For information about what University of Derby authors need to do to retain their rights click here.
Rights Retention (RR) was originally implemented by Harvard University in 2008 and then in 2018, by cOAlition S, a group of national research funders, supported by the European Commission and the European Research Council. Their Open Access (OA) publishing initiative, Plan S, aims to accelerate the transition towards full and immediate OA for all funded research outputs. cOAlition S signatory organisations, including co-founder, UK Research and Innovation (UKRI), the Wellcome Trust and the World Health Organisation (WHO) require that (at least) the AAM of all peer reviewed scholarly works reporting on original research supported in whole or in part by their funding are published under a CC- BY licence and without embargo. RR enables the AAM to achieve full and immediate OA through an institutional or subject repository ensuring maximum dissemination, discoverability and reuse.
The REF2029 OA Policy proposal underwent a sector consultation from March to June 2024. The proposal acknowledges the growing trend towards embedding rights retention in practice. The updated University Research Publication and Open Access Policy, along with the staff and student Intellectual Property Policies incorporating Rights Retention principles, will take effect on 1 October 2024. These changes will enable our institution to comply with the REF2029 requirements for short-form outputs.
See the Funder requirements and REF requirements sections of this guide for more information.
Rights Retention is grounded in the contract law principle of prior notice. When an author notifies a publisher at the point of submission that their Author Accepted Manuscript (AAM) is under a Creative Commons (CC) licence, this assertion takes precedence over any subsequent agreements. A prior CC-BY licence cannot be overridden by a later publishing contract.
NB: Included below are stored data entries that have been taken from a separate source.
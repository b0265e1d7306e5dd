//! Style-aware word wrapping without decoration
//!
//!     Runs only the wrap pass and prints the tree back as markup: tags are kept as written and
//!     literal `<...>` words are escaped again, so the result can still be fed to an
//!     [`OutputFormatter`](super::formatter::OutputFormatter).

use super::error::FormatResult;
use super::lexing::{InputLimits, Lexer};
use super::visitors::print::{PrintMode, PrintVisitor};
use super::visitors::run;
use super::visitors::wrap::WrapVisitor;
use super::visitors::wrap_style::WrapStyle;

#[derive(Debug, Clone)]
pub struct WordWrapper {
    lexer: Lexer,
    wrapper: WrapVisitor,
    printer: PrintVisitor,
}

impl Default for WordWrapper {
    fn default() -> Self {
        Self::new()
    }
}

impl WordWrapper {
    pub fn new() -> Self {
        Self::with_limits(InputLimits::default())
    }

    pub fn with_limits(limits: InputLimits) -> Self {
        WordWrapper {
            lexer: Lexer::with_limits(limits),
            wrapper: WrapVisitor::new(),
            printer: PrintVisitor::new(PrintMode::RawEscaped),
        }
    }

    /// Wrap `text` with `style` as the base style; `<wrap>` tags inside still apply
    pub fn wrap(&mut self, text: &str, style: impl Into<WrapStyle>) -> FormatResult<String> {
        let mut tree = self.lexer.tokenize(text)?;
        self.wrapper.set_base_style(style.into());
        run(&mut self.wrapper, &mut tree)?;
        run(&mut self.printer, &mut tree)?;
        Ok(self.printer.output().to_string())
    }
}

/// Wrap `text` with a fresh [`WordWrapper`]
pub fn wrap(text: &str, style: impl Into<WrapStyle>) -> FormatResult<String> {
    WordWrapper::new().wrap(text, style)
}
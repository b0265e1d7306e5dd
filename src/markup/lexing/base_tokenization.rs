//! Base tokenization of plain text blocks
//!
//! Text found between tags is split here with a logos lexer into runs of non-whitespace and
//! single whitespace characters. Tag scanning happens one level up, in
//! [tokenize](super::Lexer::tokenize); by the time a block arrives here it contains no tags.
//!
//! Whitespace is the Unicode `White_Space` set, so no-break, em and ideographic spaces split
//! words just like an ASCII space does.

use logos::Logos;

/// Raw lexical classes of a text block
#[derive(Logos, Debug, Clone, Copy, PartialEq, Eq)]
pub enum TextToken {
    #[regex(r"\s")]
    Whitespace,

    #[regex(r"[^\s]+")]
    Word,
}

/// Tokenize a text block, pairing each token with its byte span
pub fn tokenize(source: &str) -> Vec<(TextToken, logos::Span)> {
    let mut lexer = TextToken::lexer(source);
    let mut tokens = Vec::new();

    while let Some(result) = lexer.next() {
        if let Ok(token) = result {
            tokens.push((token, lexer.span()));
        }
    }

    tokens
}
//! Lexing: from raw text to a [`TokenTree`]
//!
//!     1. Line endings are normalized (`\r\n` and `\r` become `\n`).
//!     2. Oversized input is rejected before any scanning (see [`InputLimits`]).
//!     3. The text is scanned for tag syntax: an optional `\`, then `<`, then a tag body or `/`
//!        followed by an optional tag body, then `>`. Matching is case-insensitive and works on
//!        byte offsets; tags are pure ASCII, so slicing between matches never cuts a character.
//!     4. Text between tags goes through [base_tokenization] and becomes words and separators.
//!     5. Escaped tags (`\<info>`) become literal words; all others become full tags with their
//!        parsed sub-tags as children.
//!     6. A single end-of-stream token closes the sequence.
//!
//!     Malformed tag syntax is never an error: it simply does not match and stays text.

pub mod base_tokenization;

use std::borrow::Cow;

use once_cell::sync::Lazy;
use regex::Regex;
use serde::Deserialize;
use tracing::{debug, trace};

use self::base_tokenization::TextToken;
use super::error::{FormatError, FormatResult};
use super::token::{FullTag, Token, TokenId, TokenTree};

/// Grammar of one tag body: a letter, then anything up to the closing `>`
pub const TAG_BODY: &str = r"[a-z][^<>]*";

static TAG_PATTERN: Lazy<Regex> = Lazy::new(|| {
    Regex::new(&format!(r"(?i)\\?<(?:{body}|/(?:{body})?)>", body = TAG_BODY))
        .expect("tag pattern is valid")
});

/// Input size guard.
///
/// Text is rejected only when it is longer than `max_bytes` AND holds more than `max_spaces`
/// space characters; long text without many breaking points is cheap to process.
#[derive(Debug, Clone, Copy, PartialEq, Eq, Deserialize)]
pub struct InputLimits {
    pub max_bytes: usize,
    pub max_spaces: usize,
}

impl Default for InputLimits {
    fn default() -> Self {
        // 240 columns x 55 rows
        InputLimits {
            max_bytes: 13200,
            max_spaces: 5000,
        }
    }
}

impl InputLimits {
    pub fn check(&self, text: &str) -> FormatResult<()> {
        let bytes = text.len();
        if bytes <= self.max_bytes {
            return Ok(());
        }
        let spaces = text.bytes().filter(|byte| *byte == b' ').count();
        if spaces > self.max_spaces {
            debug!(bytes, spaces, "rejecting oversized input");
            return Err(FormatError::TooLargeInput { bytes, spaces });
        }
        Ok(())
    }
}

/// Tokenizer turning a message into a fresh [`TokenTree`]
#[derive(Debug, Clone, Default)]
pub struct Lexer {
    limits: InputLimits,
}

impl Lexer {
    pub fn new() -> Self {
        Self::default()
    }

    pub fn with_limits(limits: InputLimits) -> Self {
        Lexer { limits }
    }

    pub fn limits(&self) -> InputLimits {
        self.limits
    }

    pub fn tokenize(&self, text: &str) -> FormatResult<TokenTree> {
        let text = normalize_line_endings(text);
        self.limits.check(&text)?;

        let mut tree = TokenTree::new();
        let root = tree.root();
        let mut cursor = 0;
        let mut tags = 0;

        for found in TAG_PATTERN.find_iter(&text) {
            if found.start() > cursor {
                push_text_block(&mut tree, root, &text[cursor..found.start()]);
            }
            match found.as_str().strip_prefix('\\') {
                Some(escaped) => {
                    tree.push(root, Token::word(escaped));
                }
                None => {
                    push_full_tag(&mut tree, root, found.as_str());
                    tags += 1;
                }
            }
            cursor = found.end();
        }
        if cursor < text.len() {
            push_text_block(&mut tree, root, &text[cursor..]);
        }

        tree.push(root, Token::Eos);
        debug!(
            bytes = text.len(),
            tags,
            tokens = tree.child_count(root),
            "tokenized message"
        );
        Ok(tree)
    }
}

/// Tokenize `text` with the default input limits
pub fn tokenize(text: &str) -> FormatResult<TokenTree> {
    Lexer::new().tokenize(text)
}

fn normalize_line_endings(text: &str) -> Cow<'_, str> {
    if text.contains('\r') {
        Cow::Owned(text.replace("\r\n", "\n").replace('\r', "\n"))
    } else {
        Cow::Borrowed(text)
    }
}

fn push_text_block(tree: &mut TokenTree, parent: TokenId, block: &str) {
    for (token, span) in base_tokenization::tokenize(block) {
        let slice = &block[span];
        match token {
            TextToken::Whitespace => tree.push(parent, Token::separator(slice)),
            TextToken::Word => tree.push(parent, Token::word(slice)),
        };
    }
}

fn push_full_tag(tree: &mut TokenTree, parent: TokenId, source: &str) -> TokenId {
    let (full_tag, tags) = FullTag::parse(source);
    trace!(source, clauses = tags.len(), "full tag");
    let id = tree.push(parent, Token::FullTag(full_tag));
    for tag in tags {
        tree.push(id, Token::Tag(tag));
    }
    id
}

#[cfg(test)]
mod tests {
    use super::*;

    fn dump(text: &str) -> String {
        tokenize(text).unwrap().to_string()
    }

    #[test]
    fn test_normalizes_line_endings() {
        let tree = tokenize("a\r\nb\rc").unwrap();
        let separators = tree
            .children(tree.root())
            .filter(|id| tree.token(*id).is_newline())
            .count();
        assert_eq!(separators, 2);
    }

    #[test]
    fn test_tags_are_case_insensitive() {
        assert_eq!(
            dump("<INFO>"),
            "FullTextToken(\nFullTagToken(TagToken<INFO>)\nEosToken()\n)"
        );
    }

    #[test]
    fn test_empty_and_numeric_tags_are_text() {
        assert_eq!(dump("<>"), "FullTextToken(\nWordToken(<>)\nEosToken()\n)");
        assert_eq!(dump("<1>"), "FullTextToken(\nWordToken(<1>)\nEosToken()\n)");
    }

    #[test]
    fn test_tag_inside_word_splits_it() {
        assert_eq!(
            dump("foo<b>bar"),
            "FullTextToken(\nWordToken(foo)\nFullTagToken(TagToken<b>)\nWordToken(bar)\nEosToken()\n)"
        );
    }

    #[test]
    fn test_limits_reject_only_when_both_thresholds_are_exceeded() {
        let lexer = Lexer::with_limits(InputLimits {
            max_bytes: 10,
            max_spaces: 3,
        });
        assert!(lexer.tokenize("a b c d e f").is_err());
        assert!(lexer.tokenize("abcdefghijklmnop").is_ok());
        assert!(lexer.tokenize("a b c d").is_ok());
    }

    #[test]
    fn test_long_text_without_spaces_is_accepted() {
        let text = "\\".repeat(14000);
        assert!(tokenize(&text).is_ok());
    }
}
Under the University of Derby Research Publication and Open Access Policy, as well as the staff and student Intellectual Property Policies, authors grant the University of Derby a perpetual, royalty-free, worldwide, sub-licensable, non-exclusive licence to copy, publish, and distribute their scholastic works (AAMs) under a CC licence for Open Access (OA) requirements. This licence, granted by the author to the University, supersedes any subsequent contract that a publisher might require the author to sign.
If an author informs a publisher about the prior licence or obligation and the publisher agrees, the publisher cannot later require the author to sign a more restrictive contract. If the publisher does not wish to comply with the prior licence, they have the option to desk reject the submission.